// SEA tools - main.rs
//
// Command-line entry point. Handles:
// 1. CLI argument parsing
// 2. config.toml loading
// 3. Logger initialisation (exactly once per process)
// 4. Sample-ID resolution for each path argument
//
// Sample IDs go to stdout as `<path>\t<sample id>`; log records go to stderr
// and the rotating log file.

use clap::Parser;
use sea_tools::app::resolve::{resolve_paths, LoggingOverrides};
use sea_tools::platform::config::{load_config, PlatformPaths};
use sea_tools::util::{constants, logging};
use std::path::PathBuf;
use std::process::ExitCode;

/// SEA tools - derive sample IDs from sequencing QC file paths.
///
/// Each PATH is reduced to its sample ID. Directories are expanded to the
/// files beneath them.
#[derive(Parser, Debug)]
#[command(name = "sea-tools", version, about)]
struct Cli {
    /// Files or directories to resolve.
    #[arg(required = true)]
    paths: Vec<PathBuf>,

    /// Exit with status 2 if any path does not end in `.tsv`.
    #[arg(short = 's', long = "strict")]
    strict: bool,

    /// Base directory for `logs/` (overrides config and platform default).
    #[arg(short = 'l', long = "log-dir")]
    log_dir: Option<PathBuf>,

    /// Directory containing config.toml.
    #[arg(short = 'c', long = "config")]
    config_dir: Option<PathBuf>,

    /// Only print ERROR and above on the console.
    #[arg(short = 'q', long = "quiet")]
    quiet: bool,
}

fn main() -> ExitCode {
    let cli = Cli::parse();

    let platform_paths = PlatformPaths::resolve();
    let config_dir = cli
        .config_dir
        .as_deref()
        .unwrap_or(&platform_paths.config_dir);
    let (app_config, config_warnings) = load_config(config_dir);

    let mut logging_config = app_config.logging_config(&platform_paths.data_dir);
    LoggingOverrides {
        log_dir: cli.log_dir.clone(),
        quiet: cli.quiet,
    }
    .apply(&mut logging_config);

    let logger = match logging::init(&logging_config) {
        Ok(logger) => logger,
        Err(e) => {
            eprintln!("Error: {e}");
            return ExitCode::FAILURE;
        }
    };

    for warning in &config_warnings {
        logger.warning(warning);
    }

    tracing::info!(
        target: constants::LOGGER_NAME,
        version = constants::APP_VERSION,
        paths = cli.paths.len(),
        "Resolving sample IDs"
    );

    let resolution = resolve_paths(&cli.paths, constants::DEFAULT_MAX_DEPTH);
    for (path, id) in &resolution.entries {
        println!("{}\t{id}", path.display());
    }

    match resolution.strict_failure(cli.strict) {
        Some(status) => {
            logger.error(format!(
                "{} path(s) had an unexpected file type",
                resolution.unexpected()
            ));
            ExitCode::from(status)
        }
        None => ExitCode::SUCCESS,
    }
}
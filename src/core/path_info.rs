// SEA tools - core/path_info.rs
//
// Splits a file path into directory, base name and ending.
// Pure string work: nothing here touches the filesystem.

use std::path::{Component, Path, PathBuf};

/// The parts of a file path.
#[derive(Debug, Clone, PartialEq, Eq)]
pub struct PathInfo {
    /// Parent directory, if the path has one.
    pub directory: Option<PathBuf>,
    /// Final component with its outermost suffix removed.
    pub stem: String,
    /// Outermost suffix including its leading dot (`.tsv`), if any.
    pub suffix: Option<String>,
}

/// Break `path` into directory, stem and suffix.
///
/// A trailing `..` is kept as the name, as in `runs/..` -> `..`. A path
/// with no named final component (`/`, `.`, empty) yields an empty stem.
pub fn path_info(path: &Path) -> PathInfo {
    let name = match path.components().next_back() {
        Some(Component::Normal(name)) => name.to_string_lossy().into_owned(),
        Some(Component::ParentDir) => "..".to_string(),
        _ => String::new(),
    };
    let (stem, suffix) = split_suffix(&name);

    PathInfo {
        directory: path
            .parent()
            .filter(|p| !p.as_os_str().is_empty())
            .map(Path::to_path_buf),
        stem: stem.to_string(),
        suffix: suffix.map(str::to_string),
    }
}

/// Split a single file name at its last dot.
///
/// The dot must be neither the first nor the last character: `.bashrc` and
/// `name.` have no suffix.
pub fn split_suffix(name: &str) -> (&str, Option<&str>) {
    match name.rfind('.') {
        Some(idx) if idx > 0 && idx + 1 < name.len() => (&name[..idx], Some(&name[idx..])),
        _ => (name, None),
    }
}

━━━━━━━━━━━━━━━━

• [Required work] Set down the whole of the material again, exactly.

• [Exercise output]
// SEA tools - main.rs
//
// Command-line entry point. Handles:
// 1. CLI argument parsing
// 2. config.toml loading
// 3. Logger initialisation (exactly once per process)
// 4. Sample-ID resolution for each path argument
//
// Sample IDs go to stdout as `<path>\t<sample id>`; log records go to stderr
// and the rotating log file.

use clap::Parser;
use sea_tools::app::resolve::{resolve_paths, LoggingOverrides};
use sea_tools::platform::config::{load_config, PlatformPaths};
use sea_tools::util::{constants, logging};
use std::path::PathBuf;
use std::process::ExitCode;

/// SEA tools - derive sample IDs from sequencing QC file paths.
///
/// Each PATH is reduced to its sample ID. Directories are expanded to the
/// files beneath them.
#[derive(Parser, Debug)]
#[command(name = "sea-tools", version, about)]
struct Cli {
    /// Files or directories to resolve.
    #[arg(required = true)]
    paths: Vec<PathBuf>,

    /// Exit with status 2 if any path does not end in `.tsv`.
    #[arg(short = 's', long = "strict")]
    strict: bool,

    /// Base directory for `logs/` (overrides config and platform default).
    #[arg(short = 'l', long = "log-dir")]
    log_dir: Option<PathBuf>,

    /// Directory containing config.toml.
    #[arg(short = 'c', long = "config")]
    config_dir: Option<PathBuf>,

    /// Only print ERROR and above on the console.
    #[arg(short = 'q', long = "quiet")]
    quiet: bool,
}

fn main() -> ExitCode {
    let cli = Cli::parse();

    let platform_paths = PlatformPaths::resolve();
    let config_dir = cli
        .config_dir
        .as_deref()
        .unwrap_or(&platform_paths.config_dir);
    let (app_config, config_warnings) = load_config(config_dir);

    let mut logging_config = app_config.logging_config(&platform_paths.data_dir);
    LoggingOverrides {
        log_dir: cli.log_dir.clone(),
        quiet: cli.quiet,
    }
    .apply(&mut logging_config);

    let logger = match logging::init(&logging_config) {
        Ok(logger) => logger,
        Err(e) => {
            eprintln!("Error: {e}");
            return ExitCode::FAILURE;
        }
    };

    for warning in &config_warnings {
        logger.warning(warning);
    }

    tracing::info!(
        target: constants::LOGGER_NAME,
        version = constants::APP_VERSION,
        paths = cli.paths.len(),
        "Resolving sample IDs"
    );

    let resolution = resolve_paths(&cli.paths, constants::DEFAULT_MAX_DEPTH);
    for (path, id) in &resolution.entries {
        println!("{}\t{id}", path.display());
    }

    match resolution.strict_failure(cli.strict) {
        Some(status) => {
            logger.error(format!(
                "{} path(s) had an unexpected file type",
                resolution.unexpected()
            ));
            ExitCode::from(status)
        }
        None => ExitCode::SUCCESS,
    }
}
filename src/core/path_info.rs
// SEA tools - core/path_info.rs
//
// Splits a file path into directory, base name and ending.
// Pure string work: nothing here touches the filesystem.

use std::path::{Component, Path, PathBuf};

/// The parts of a file path.
#[derive(Debug, Clone, PartialEq, Eq)]
pub struct PathInfo {
    /// Parent directory, if the path has one.
    pub directory: Option<PathBuf>,
    /// Final component with its outermost suffix removed.
    pub stem: String,
    /// Outermost suffix including its leading dot (`.tsv`), if any.
    pub suffix: Option<String>,
}

/// Break `path` into directory, stem and suffix.
///
/// A trailing `..` is kept as the name, as in `runs/..` -> `..`. A path
/// with no named final component (`/`, `.`, empty) yields an empty stem.
pub fn path_info(path: &Path) -> PathInfo {
    let name = match path.components().next_back() {
        Some(Component::Normal(name)) => name.to_string_lossy().into_owned(),
        Some(Component::ParentDir) => "..".to_string(),
        _ => String::new(),
    };
    let (stem, suffix) = split_suffix(&name);

    PathInfo {
        directory: path
            .parent()
            .filter(|p| !p.as_os_str().is_empty())
            .map(Path::to_path_buf),
        stem: stem.to_string(),
        suffix: suffix.map(str::to_string),
    }
}

/// Split a single file name at its last dot.
///
/// The dot must be neither the first nor the last character: `.bashrc` and
/// `name.` have no suffix.
pub fn split_suffix(name: &str) -> (&str, Option<&str>) {
    match name.rfind('.') {
        Some(idx) if idx > 0 && idx + 1 < name.len() => (&name[..idx], Some(&name[idx..])),
        _ => (name, None),
    }
}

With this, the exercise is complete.